If I remember correctly, it was because it was before the space race and there was theoretically no human made space junk.

Ah. That sort of makes sense, but we do have radar tracking near-Earth objects down to about 10cm / 4 inches size now.
This series of visualizations illustrates the population of objects orbiting Earth as of February 2024. The data comes from United States Space Command (USSPACECOM), via space-track.org, which maintains a publicly available catalog of trackable objects in space. These include active satellites, defunct spacecraft, rocket bodies, and debris fragments larger than roughly 10 cm in low Earth orbit.
NASA Scientific Visualization Studio, "Tracking Satellites and Space Debris in Earth Orbit (Feb 2024)", https://svs.gsfc.nasa.gov/5258
(Satellite-sized objects out to at least geosynchronous orbit are also tracked).

So we have vastly better means of detecting objects in Earth orbit than existed in the 1950s- and they are not dependent on reflecting sunlight, as Beatriz theorizes her transients are:

A striking clue emerged from their analysis: a significant lack of transients in regions of the sky within the Earth's shadow, suggesting that solar reflection plays a crucial role in these events.
This observation supports the theory that the transients may be caused by short, subsecondary flashes from objects illuminated by the Sun, possibly in orbits similar to those used by modern satellites.
Newsvoice, [Swedish language], "Study: Flashes of light in 1950s sky hint at possible artificial origin", 01 August 2025, https://newsvoice.se/2025/08/ljusblixtar-pa-1950-talet/; the published paper is in English.
[Being pedantic, the authors mean "subsecond", not "subsecondary".]

Our current means- chiefly radar- can detect in all directions.
Most of this information is publicly available (or at least available to serious researchers), meaning that Beatriz and her colleagues could use it to rule out known objects in Earth orbit.

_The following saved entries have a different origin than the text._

pub mod config;
pub mod note;

pub use config::*;
pub use note::*;
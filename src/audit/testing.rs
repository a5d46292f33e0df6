//! In-memory backend with scripted answers, shared by the lifecycle tests.

use async_trait::async_trait;
use serde_json::{json, Value};
use std::collections::{HashMap, VecDeque};
use std::sync::atomic::{AtomicBool, AtomicUsize, Ordering};
use std::sync::Mutex;
use std::time::Duration;
use tokio::time::Instant;

use crate::audit::task::{AuditOptions, PartialResult, StatusSnapshot, TaskId, TaskStatus};
use crate::backend::{AuditBackend, BackendError, CancelResponse, StartResponse};

pub fn snapshot(task_id: &str, status: TaskStatus, scanned: u32, progress: Option<u32>) -> StatusSnapshot {
    StatusSnapshot {
        task_id: TaskId::new(task_id),
        url: "https://example.com/".to_string(),
        status,
        pages_scanned: scanned,
        total_pages: 12,
        progress,
        stage: None,
        current_url: None,
        error_message: None,
    }
}

pub fn transport_error() -> BackendError {
    BackendError::Transport("connection reset by peer".to_string())
}

#[derive(Default)]
pub struct ScriptedBackend {
    task_ids: Mutex<VecDeque<String>>,
    started: AtomicUsize,
    statuses: Mutex<HashMap<TaskId, VecDeque<Result<StatusSnapshot, BackendError>>>>,
    partials: Mutex<HashMap<TaskId, PartialResult>>,
    audit_data: Mutex<HashMap<TaskId, Value>>,
    audit_data_calls: AtomicUsize,
    status_delay: Mutex<Duration>,
    status_calls: Mutex<Vec<(TaskId, Instant)>>,
    cancel_calls: Mutex<Vec<TaskId>>,
    history_fails: AtomicBool,
}

impl ScriptedBackend {
    pub fn new() -> Self {
        Self::default()
    }

    /// Ids handed out by `start_audit`, in order; afterwards `task-N`
    pub fn with_task_ids(self, ids: &[&str]) -> Self {
        self.task_ids
            .lock()
            .unwrap()
            .extend(ids.iter().map(|id| id.to_string()));
        self
    }

    /// Status answers for a task; once exhausted the task reports `processing`
    pub fn script(&self, task_id: &str, answers: Vec<Result<StatusSnapshot, BackendError>>) {
        self.statuses
            .lock()
            .unwrap()
            .insert(TaskId::new(task_id), answers.into());
    }

    pub fn set_partial(&self, partial: PartialResult) {
        self.partials
            .lock()
            .unwrap()
            .insert(partial.task_id.clone(), partial);
    }

    pub fn set_audit_data(&self, task_id: &str, data: Value) {
        self.audit_data
            .lock()
            .unwrap()
            .insert(TaskId::new(task_id), data);
    }

    /// Every status answer takes this long to arrive
    pub fn delay_status(&self, delay: Duration) {
        *self.status_delay.lock().unwrap() = delay;
    }

    pub fn fail_history(&self) {
        self.history_fails.store(true, Ordering::SeqCst);
    }

    pub fn heal_history(&self) {
        self.history_fails.store(false, Ordering::SeqCst);
    }

    pub fn started(&self) -> usize {
        self.started.load(Ordering::SeqCst)
    }

    pub fn status_calls(&self, task_id: &str) -> usize {
        self.status_calls
            .lock()
            .unwrap()
            .iter()
            .filter(|(id, _)| id.as_str() == task_id)
            .count()
    }

    pub fn status_call_times(&self, task_id: &str) -> Vec<Instant> {
        self.status_calls
            .lock()
            .unwrap()
            .iter()
            .filter(|(id, _)| id.as_str() == task_id)
            .map(|(_, at)| *at)
            .collect()
    }

    pub fn audit_data_calls(&self) -> usize {
        self.audit_data_calls.load(Ordering::SeqCst)
    }

    pub fn cancel_calls(&self) -> Vec<TaskId> {
        self.cancel_calls.lock().unwrap().clone()
    }
}

#[async_trait]
impl AuditBackend for ScriptedBackend {
    async fn start_audit(&self, _url: &str, _options: &AuditOptions) -> Result<StartResponse, BackendError> {
        let n = self.started.fetch_add(1, Ordering::SeqCst) + 1;
        let id = self
            .task_ids
            .lock()
            .unwrap()
            .pop_front()
            .unwrap_or_else(|| format!("task-{}", n));
        Ok(StartResponse {
            task_id: Some(TaskId::new(id)),
            message: Some("Audit started".to_string()),
        })
    }

    async fn audit_status(&self, task_id: &TaskId) -> Result<StatusSnapshot, BackendError> {
        self.status_calls
            .lock()
            .unwrap()
            .push((task_id.clone(), Instant::now()));

        let answer = self
            .statuses
            .lock()
            .unwrap()
            .get_mut(task_id)
            .and_then(VecDeque::pop_front)
            .unwrap_or_else(|| Ok(snapshot(task_id.as_str(), TaskStatus::Processing, 1, None)));

        let delay = *self.status_delay.lock().unwrap();
        if !delay.is_zero() {
            tokio::time::sleep(delay).await;
        }
        answer
    }

    async fn cancel_audit(&self, task_id: &TaskId) -> Result<CancelResponse, BackendError> {
        self.cancel_calls.lock().unwrap().push(task_id.clone());
        Ok(CancelResponse {
            success: true,
            message: None,
        })
    }

    async fn partial_results(&self, task_id: &TaskId) -> Result<Option<PartialResult>, BackendError> {
        Ok(self.partials.lock().unwrap().get(task_id).cloned())
    }

    async fn audit_data(&self, task_id: &TaskId) -> Result<Value, BackendError> {
        self.audit_data_calls.fetch_add(1, Ordering::SeqCst);
        Ok(self
            .audit_data
            .lock()
            .unwrap()
            .get(task_id)
            .cloned()
            .unwrap_or_else(|| json!({ "pageCount": 0 })))
    }

    async fn recommendations(&self, _url: &str) -> Result<Value, BackendError> {
        Ok(json!([{ "title": "Add meta descriptions", "priority": "high" }]))
    }

    async fn history(&self, _url: &str) -> Result<Value, BackendError> {
        if self.history_fails.load(Ordering::SeqCst) {
            return Err(transport_error());
        }
        Ok(json!([{ "score": 64 }]))
    }
}
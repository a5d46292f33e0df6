pub mod audit;
pub mod backend;
pub mod cli;
pub mod utils;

So they could have- funding allowing- conducted a new sky survey, using greatly superior equipment, while still excluding known orbiting objects.
They know this, but instead chose to review 1940s/ 1950s photographic images.
... ...

The authors write

This study should be viewed as an initial exploration into the potential of archival photographic surveys to reveal transient phenomena, and we hope it motivates more systematic searches across historical datasets
Hang on... they claim their research raises the possibility that artefacts, of extraterrestrial intelligence origin, were orbiting Earth (or otherwise in close proximity to Earth) in the late 1940s/ 1950s.
But they don't want to prioritize looking to see if there are any there now?
They "...hope it motivates more systematic searches across historical datasets"?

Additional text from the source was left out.